The last day he spent with his parents is etched in his memory. It was the day before the bombing.

He spent that day in Hara, a neighboring village where his mother was from, with his father Jiro, 46, his mother Itoyo, 35, and his sister Hiroko, 14 and in her third year at Yasuda Girls’ High School. Though the three were invited to spend the night there, they returned home because Mr. Hamai’s brother Tamazo, who was 12 at the time and a first-year student at Shudo Junior High School, was heading home from work as a mobilized student. Mr. Hamai recalls that his mother, who was born in Hawaii, had a beautiful dark blue parasol and he waved to them until the parasol was nearly out of sight.

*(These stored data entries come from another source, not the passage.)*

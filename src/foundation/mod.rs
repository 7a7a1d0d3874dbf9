//! Shared primitives: geometry, errors and colors.

/// CSS color parsing.
pub mod color;
/// Geometry and identifier types.
pub mod core;
/// Error taxonomy.
pub mod error;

“When I have time, I often come to Peace Park,” he said. “This place naturally brings back memories.” With a photo album in hand, he visited the spot where his house once stood, not far from the Children’s Peace Monument, which was erected in 1958.

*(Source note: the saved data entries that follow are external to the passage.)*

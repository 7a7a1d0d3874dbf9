use std::str::FromStr;

use crate::foundation::error::{MapExportError, MapExportResult};

/// Straight-alpha RGBA8 color parsed from a CSS color string.
///
/// Supports the forms host widgets put in style options: `#rgb`, `#rgba`, `#rrggbb`,
/// `#rrggbbaa`, `rgb()/rgba()`, `hsl()/hsla()` and a small set of named colors.
#[derive(Clone, Copy, Debug, PartialEq, Eq)]
pub struct CssColor {
    /// Red channel.
    pub r: u8,
    /// Green channel.
    pub g: u8,
    /// Blue channel.
    pub b: u8,
    /// Alpha channel.
    pub a: u8,
}

impl CssColor {
    /// Opaque black, the drawing surface default.
    pub const BLACK: Self = Self::rgba(0, 0, 0, 255);

    /// Build a color from straight RGBA8 channels.
    pub const fn rgba(r: u8, g: u8, b: u8, a: u8) -> Self {
        Self { r, g, b, a }
    }

    fn from_unit(r: f64, g: f64, b: f64, a: f64) -> Self {
        fn to_u8(x: f64) -> u8 {
            (x.clamp(0.0, 1.0) * 255.0).round() as u8
        }
        Self::rgba(to_u8(r), to_u8(g), to_u8(b), to_u8(a))
    }

    /// Parse a CSS color string.
    pub fn parse(s: &str) -> MapExportResult<Self> {
        let s = s.trim();
        if let Some(hex) = s.strip_prefix('#') {
            return parse_hex(hex);
        }
        let lower = s.to_ascii_lowercase();
        if let Some((name, args)) = split_function(&lower) {
            return match name {
                "rgb" | "rgba" => parse_rgb_args(args),
                "hsl" | "hsla" => parse_hsl_args(args),
                _ => Err(MapExportError::validation(format!(
                    "unsupported color function \"{name}\""
                ))),
            };
        }
        named(&lower)
            .ok_or_else(|| MapExportError::validation(format!("unknown color \"{s}\"")))
    }
}

impl FromStr for CssColor {
    type Err = MapExportError;

    fn from_str(s: &str) -> Result<Self, Self::Err> {
        Self::parse(s)
    }
}

fn split_function(s: &str) -> Option<(&str, &str)> {
    let open = s.find('(')?;
    let args = s[open + 1..].strip_suffix(')')?;
    Some((s[..open].trim(), args))
}

fn parse_hex(s: &str) -> MapExportResult<CssColor> {
    fn nibble(c: u8) -> MapExportResult<u8> {
        (c as char)
            .to_digit(16)
            .map(|d| d as u8)
            .ok_or_else(|| MapExportError::validation(format!("invalid hex digit '{}'", c as char)))
    }

    let bytes = s.as_bytes();
    let mut ch = Vec::with_capacity(4);
    match bytes.len() {
        3 | 4 => {
            for &c in bytes {
                let n = nibble(c)?;
                ch.push(n * 17);
            }
        }
        6 | 8 => {
            for pair in bytes.chunks_exact(2) {
                ch.push(nibble(pair[0])? * 16 + nibble(pair[1])?);
            }
        }
        _ => {
            return Err(MapExportError::validation(
                "hex color must be #RGB, #RGBA, #RRGGBB or #RRGGBBAA",
            ));
        }
    }
    let a = ch.get(3).copied().unwrap_or(255);
    Ok(CssColor::rgba(ch[0], ch[1], ch[2], a))
}

fn split_args(args: &str) -> Vec<&str> {
    args.split(|c: char| c == ',' || c == '/' || c.is_whitespace())
        .filter(|p| !p.is_empty())
        .collect()
}

fn parse_component(part: &str, scale: f64) -> MapExportResult<f64> {
    let (num, pct) = match part.strip_suffix('%') {
        Some(n) => (n, true),
        None => (part, false),
    };
    let v: f64 = num
        .parse()
        .map_err(|_| MapExportError::validation(format!("invalid color component \"{part}\"")))?;
    Ok(if pct { v / 100.0 } else { v / scale })
}

fn parse_alpha(parts: &[&str]) -> MapExportResult<f64> {
    match parts.get(3) {
        Some(p) => parse_component(p, 1.0),
        None => Ok(1.0),
    }
}

fn parse_rgb_args(args: &str) -> MapExportResult<CssColor> {
    let parts = split_args(args);
    if parts.len() != 3 && parts.len() != 4 {
        return Err(MapExportError::validation(
            "rgb() expects 3 or 4 components",
        ));
    }
    let r = parse_component(parts[0], 255.0)?;
    let g = parse_component(parts[1], 255.0)?;
    let b = parse_component(parts[2], 255.0)?;
    Ok(CssColor::from_unit(r, g, b, parse_alpha(&parts)?))
}

fn parse_hsl_args(args: &str) -> MapExportResult<CssColor> {
    let parts = split_args(args);
    if parts.len() != 3 && parts.len() != 4 {
        return Err(MapExportError::validation(
            "hsl() expects 3 or 4 components",
        ));
    }
    let h: f64 = parts[0]
        .trim_end_matches("deg")
        .parse()
        .map_err(|_| MapExportError::validation(format!("invalid hue \"{}\"", parts[0])))?;
    let s = parse_component(parts[1], 100.0)?;
    let l = parse_component(parts[2], 100.0)?;
    let (r, g, b) = hsl_to_rgb(h, s, l);
    Ok(CssColor::from_unit(r, g, b, parse_alpha(&parts)?))
}

fn hsl_to_rgb(h: f64, s: f64, l: f64) -> (f64, f64, f64) {
    let h = (h % 360.0 + 360.0) % 360.0 / 360.0;
    let s = s.clamp(0.0, 1.0);
    let l = l.clamp(0.0, 1.0);

    if s == 0.0 {
        return (l, l, l);
    }

    fn hue_to_rgb(p: f64, q: f64, mut t: f64) -> f64 {
        if t < 0.0 {
            t += 1.0;
        }
        if t > 1.0 {
            t -= 1.0;
        }
        if t < 1.0 / 6.0 {
            return p + (q - p) * 6.0 * t;
        }
        if t < 1.0 / 2.0 {
            return q;
        }
        if t < 2.0 / 3.0 {
            return p + (q - p) * (2.0 / 3.0 - t) * 6.0;
        }
        p
    }

    let q = if l < 0.5 {
        l * (1.0 + s)
    } else {
        l + s - l * s
    };
    let p = 2.0 * l - q;

    (
        hue_to_rgb(p, q, h + 1.0 / 3.0),
        hue_to_rgb(p, q, h),
        hue_to_rgb(p, q, h - 1.0 / 3.0),
    )
}

fn named(name: &str) -> Option<CssColor> {
    let c = match name {
        "transparent" => CssColor::rgba(0, 0, 0, 0),
        "black" => CssColor::rgba(0, 0, 0, 255),
        "white" => CssColor::rgba(255, 255, 255, 255),
        "red" => CssColor::rgba(255, 0, 0, 255),
        "green" => CssColor::rgba(0, 128, 0, 255),
        "lime" => CssColor::rgba(0, 255, 0, 255),
        "blue" => CssColor::rgba(0, 0, 255, 255),
        "yellow" => CssColor::rgba(255, 255, 0, 255),
        "orange" => CssColor::rgba(255, 165, 0, 255),
        "purple" => CssColor::rgba(128, 0, 128, 255),
        "magenta" | "fuchsia" => CssColor::rgba(255, 0, 255, 255),
        "cyan" | "aqua" => CssColor::rgba(0, 255, 255, 255),
        "gray" | "grey" => CssColor::rgba(128, 128, 128, 255),
        "silver" => CssColor::rgba(192, 192, 192, 255),
        "maroon" => CssColor::rgba(128, 0, 0, 255),
        "navy" => CssColor::rgba(0, 0, 128, 255),
        "olive" => CssColor::rgba(128, 128, 0, 255),
        "teal" => CssColor::rgba(0, 128, 128, 255),
        "brown" => CssColor::rgba(165, 42, 42, 255),
        "pink" => CssColor::rgba(255, 192, 203, 255),
        _ => return None,
    };
    Some(c)
}

#[cfg(test)]
#[path = "../../tests/unit/foundation/color.rs"]
mod tests;
use std::collections::HashSet;

use crate::config::ExportOpts;
use crate::host::MapHost;
use crate::host::fetch::ImageFetcher;
use crate::host::layer::{CircleLayer, Layer, LayerKind, MarkerLayer, PathLayer, TileLayer};
use crate::resolve::marker::resolve_marker;
use crate::resolve::path::resolve_path;
use crate::resolve::session::{ExportSession, OmitReason, Resolved};
use crate::resolve::tile::resolve_tile_layer;
use crate::resolve::viewport::ExportViewport;

/// Which resolver a layer goes to.
#[derive(Clone, Copy, Debug)]
pub enum LayerClass<'a> {
    /// Marker with a rendered icon.
    Marker(&'a MarkerLayer),
    /// Tile raster.
    TileRaster(&'a TileLayer),
    /// Circle, registered for composite-time drawing.
    Circle(&'a CircleLayer),
    /// Generic vector path.
    Path(&'a PathLayer),
    /// Nothing to export.
    Ignored,
}

/// Dispatch a layer by capability. Markers without a rendered icon and paths without vertices
/// are ignored.
pub fn classify(layer: &Layer) -> LayerClass<'_> {
    match &layer.kind {
        LayerKind::Marker(m) if m.icon_url.as_deref().is_some_and(|u| !u.is_empty()) => {
            LayerClass::Marker(m)
        }
        LayerKind::TileRaster(t) => LayerClass::TileRaster(t),
        LayerKind::Circle(c) => LayerClass::Circle(c),
        LayerKind::Path(p) if !p.rings.is_empty() => LayerClass::Path(p),
        _ => LayerClass::Ignored,
    }
}

/// Resolve every layer on `host` into drawables.
///
/// Tile and marker loads run concurrently and all of them settle before this returns. Faulty or
/// unrecognized layers and failed resources are skipped; nothing here fails the export.
#[tracing::instrument(level = "debug", skip_all, fields(zoom = host.zoom()))]
pub async fn resolve_layers(
    host: &dyn MapHost,
    fetcher: &dyn ImageFetcher,
    viewport: ExportViewport,
    opts: &ExportOpts,
) -> ExportSession {
    let zoom = host.zoom();
    let timeout = opts.tile_timeout;
    let mut session = ExportSession::new(viewport, zoom);
    let vp = &viewport;

    let layers = host.layers();
    let mut tile_tasks = Vec::new();
    let mut marker_tasks = Vec::new();
    let mut seen_markers = HashSet::new();

    for entry in &layers {
        let layer = match entry {
            Ok(layer) => layer,
            Err(e) => {
                tracing::debug!(error = %e, "layer inspection failed, skipping");
                session.stats.layers_skipped += 1;
                continue;
            }
        };
        let id = layer.id;
        match classify(layer) {
            LayerClass::Marker(m) => {
                if seen_markers.insert(id) {
                    marker_tasks
                        .push(async move { (id, resolve_marker(m, host, vp, fetcher).await) });
                } else {
                    tracing::debug!(layer = id.0, reason = %OmitReason::Duplicate, "marker omitted");
                }
            }
            LayerClass::TileRaster(t) => {
                tile_tasks.push(async move {
                    (id, resolve_tile_layer(id, t, zoom, vp, fetcher, timeout).await)
                });
            }
            LayerClass::Circle(c) => {
                session.register_circle(id, c.clone());
            }
            LayerClass::Path(p) => match resolve_path(p, host, vp) {
                Resolved::Ready(path) => {
                    session.register_path(id, path);
                }
                Resolved::Omitted(reason) => {
                    tracing::debug!(layer = id.0, %reason, "path omitted");
                }
            },
            LayerClass::Ignored => {
                tracing::debug!(layer = id.0, "layer not exportable, skipping");
                session.stats.layers_skipped += 1;
            }
        }
    }

    let (tiles, markers) = futures::join!(
        futures::future::join_all(tile_tasks),
        futures::future::join_all(marker_tasks)
    );

    for (id, out) in tiles {
        match out {
            Ok(outcome) => {
                session.register_tile_layer(outcome.layer, outcome.requested);
            }
            Err(e) => {
                tracing::debug!(layer = id.0, error = %e, "tile layer skipped");
                session.stats.layers_skipped += 1;
            }
        }
    }
    for (id, out) in markers {
        match out {
            Resolved::Ready(marker) => {
                session.register_marker(id, marker);
            }
            Resolved::Omitted(reason) => {
                tracing::debug!(layer = id.0, %reason, "marker omitted");
            }
        }
    }

    session
}

#[cfg(test)]
#[path = "../../tests/unit/resolve/classify.rs"]
mod tests;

One photo in the album shows his father, wearing a bow tie, cutting a customer’s hair. Another shows his mother cradling a small child on her lap. His sister, wearing a kimono, is seen with a friend from her childhood days. The names of all five family members are recorded in the album; four of them died on August 6.

There are also photos of friends of the Hamai brothers, including a kimono dealer’s son and the son of a noodle shop owner. The album, which contains photos of the Hamai family and children of Nakajima Honmachi, also serves as a record of the bomb’s many victims.

One of the photos, taken in 1939, is a commemorative portrait of the 14th graduating class of Hiroshima Barber School. “My father was an instructor at the school, located at Jisenji Temple,” said Mr. Hamai. “I heard that he taught hairdressing skills through the use of hair clippers.” After the war, Mr. Hamai learned hairdressing from his uncle and followed in his father’s footsteps as a barber.

  Mr. Hamai was adopted by his uncle, Kanji, who died at the age of 89 in 1998. After finishing high school in Hatsukaichi, he served as an apprentice in his uncle’s barber shop and then took the qualifying exam. “The examiner told me my father had been kind to him, and he gave me words of encouragement, so I was able to pass the exam through I was only a novice.” At the age of 60, Mr. Hamai retired from working as a barber. Today he is an insurance agent and enjoys meeting people through this job.

“My aunt often says that I take after my father,” said Mr. Hamai. “He enjoyed treating people to sake. He never taught me these things directly, but I must have picked them up from the way he acted.”

“My uncle raised me with affection, as if I were his own child,” he went on. “So I wasn’t unhappy.” Enough time has passed for Mr. Hamai to reflect on his life without remorse.

Mr. Hamai’s residence is registered at the permanent address of 33-1 Nakajima-cho. His two sons have their own families now, but they are still registered at the same permanent address.